== Work to be completed ==
Tally up how many lines in the listing below contain the string "registrar", and give only the total.
- - -
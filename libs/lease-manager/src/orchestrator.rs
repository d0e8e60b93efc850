//! Provisioning orchestrator.
//!
//! `rent` runs a linear saga: uniqueness check, node selection, shared
//! flavor/network materialization, instance creation, floating IP
//! allocation, then a single ledger transaction holding the lease insert
//! and every join-row write. Any step failure unwinds the completed steps
//! in reverse order and surfaces the triggering cause; either the lease
//! row exists with fully materialized shared resources or nothing does.
//!
//! The uniqueness pre-check and all capacity reads run on pool
//! connections before the transaction opens, so a rent in flight never
//! pins a connection through node selection. The unique constraint on the
//! lease name is the authoritative check; a concurrent duplicate slipping
//! past the pre-check is compensated and reported as `DuplicateName`.
//!
//! `return_lease` and the reaper share the inverse workflow
//! ([`LeaseManager::reclaim`]).

use std::collections::BTreeMap;
use std::sync::Arc;

use sha2::{Digest, Sha256};
use tokio::sync::Mutex;
use tracing::{info, instrument, warn};

use crate::config::{Catalog, ConsistencyMode};
use crate::error::LeaseError;
use crate::model::{Lease, LeaseKind, Shape};
use crate::provider::{
    CloudProvider, ContainerCreateRequest, Credential, ServerCreateRequest,
};
use crate::registrar::{EnsureOutcome, ResourceRegistrar};
use crate::saga::Saga;
use crate::selector::{NodeRemaining, NodeSelector};
use crate::store::{Store, StoreError, StoreTx};

/// Requested flavor: an existing name, or a new custom shape under that name.
#[derive(Debug, Clone)]
pub struct FlavorRequest {
    pub name: String,
    /// Required when the flavor does not exist yet.
    pub shape: Option<Shape>,
}

/// Requested network: an existing name, or a new isolated network with a CIDR.
#[derive(Debug, Clone)]
pub struct NetworkRequest {
    pub name: String,
    /// Required when the network does not exist yet.
    pub cidr: Option<String>,
}

/// Rent request for a server lease.
#[derive(Debug, Clone)]
pub struct ServerRentSpec {
    pub owner: String,
    pub name: String,
    pub image_name: String,
    pub flavor: FlavorRequest,
    /// `None` selects the default internal network.
    pub network: Option<NetworkRequest>,
    /// `None` requests a generated per-lease keypair.
    pub password: Option<String>,
    pub start_date: chrono::NaiveDate,
    pub end_date: chrono::NaiveDate,
}

/// Rent request for a container lease.
#[derive(Debug, Clone)]
pub struct ContainerRentSpec {
    pub owner: String,
    pub name: String,
    pub image_name: String,
    /// `None` selects the default external network.
    pub network: Option<NetworkRequest>,
    /// Hashed and stored; authorizes later extend/return calls.
    pub password: String,
    pub env: BTreeMap<String, String>,
    pub command: Option<String>,
    pub start_date: chrono::NaiveDate,
    pub end_date: chrono::NaiveDate,
}

/// A rent request for either lease kind.
#[derive(Debug, Clone)]
pub enum RentSpec {
    Server(ServerRentSpec),
    Container(ContainerRentSpec),
}

impl RentSpec {
    pub fn name(&self) -> &str {
        match self {
            RentSpec::Server(s) => &s.name,
            RentSpec::Container(c) => &c.name,
        }
    }
}

/// Keypair material returned exactly once to the caller; never persisted.
#[derive(Debug, Clone)]
pub struct KeypairMaterial {
    pub name: String,
    pub private_key: String,
}

/// Result of a successful rent.
#[derive(Debug, Clone)]
pub struct LeaseReceipt {
    pub lease: Lease,
    pub keypair: Option<KeypairMaterial>,
}

/// Proof that the caller may return or extend a lease. The SSH-based proof
/// for servers happens in the HTTP layer, which passes `Verified`;
/// container leases can be authorized directly by password.
#[derive(Debug, Clone)]
pub enum OwnershipProof {
    Verified,
    ContainerPassword(String),
}

/// Digest used for stored container passwords.
pub fn hash_password(password: &str) -> String {
    let mut hasher = Sha256::new();
    hasher.update(password.as_bytes());
    hex::encode(hasher.finalize())
}

fn validate_name(name: &str, kind: LeaseKind) -> Result<(), LeaseError> {
    if name.is_empty() {
        return Err(LeaseError::InvalidName("name is empty".into()));
    }
    if kind == LeaseKind::Container && !name.chars().all(|c| c.is_ascii_alphanumeric()) {
        return Err(LeaseError::InvalidName(format!(
            "container name must be ASCII alphanumeric: {name}"
        )));
    }
    Ok(())
}

/// The provisioning and reclamation orchestrator.
pub struct LeaseManager {
    store: Arc<dyn Store>,
    provider: Arc<dyn CloudProvider>,
    registrar: ResourceRegistrar,
    selector: NodeSelector,
    default_server_network: String,
    default_container_network: String,
    consistency: ConsistencyMode,
    /// Held from node selection through commit in serialized mode.
    placement_lock: Mutex<()>,
}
- - -
== Task solution ==
2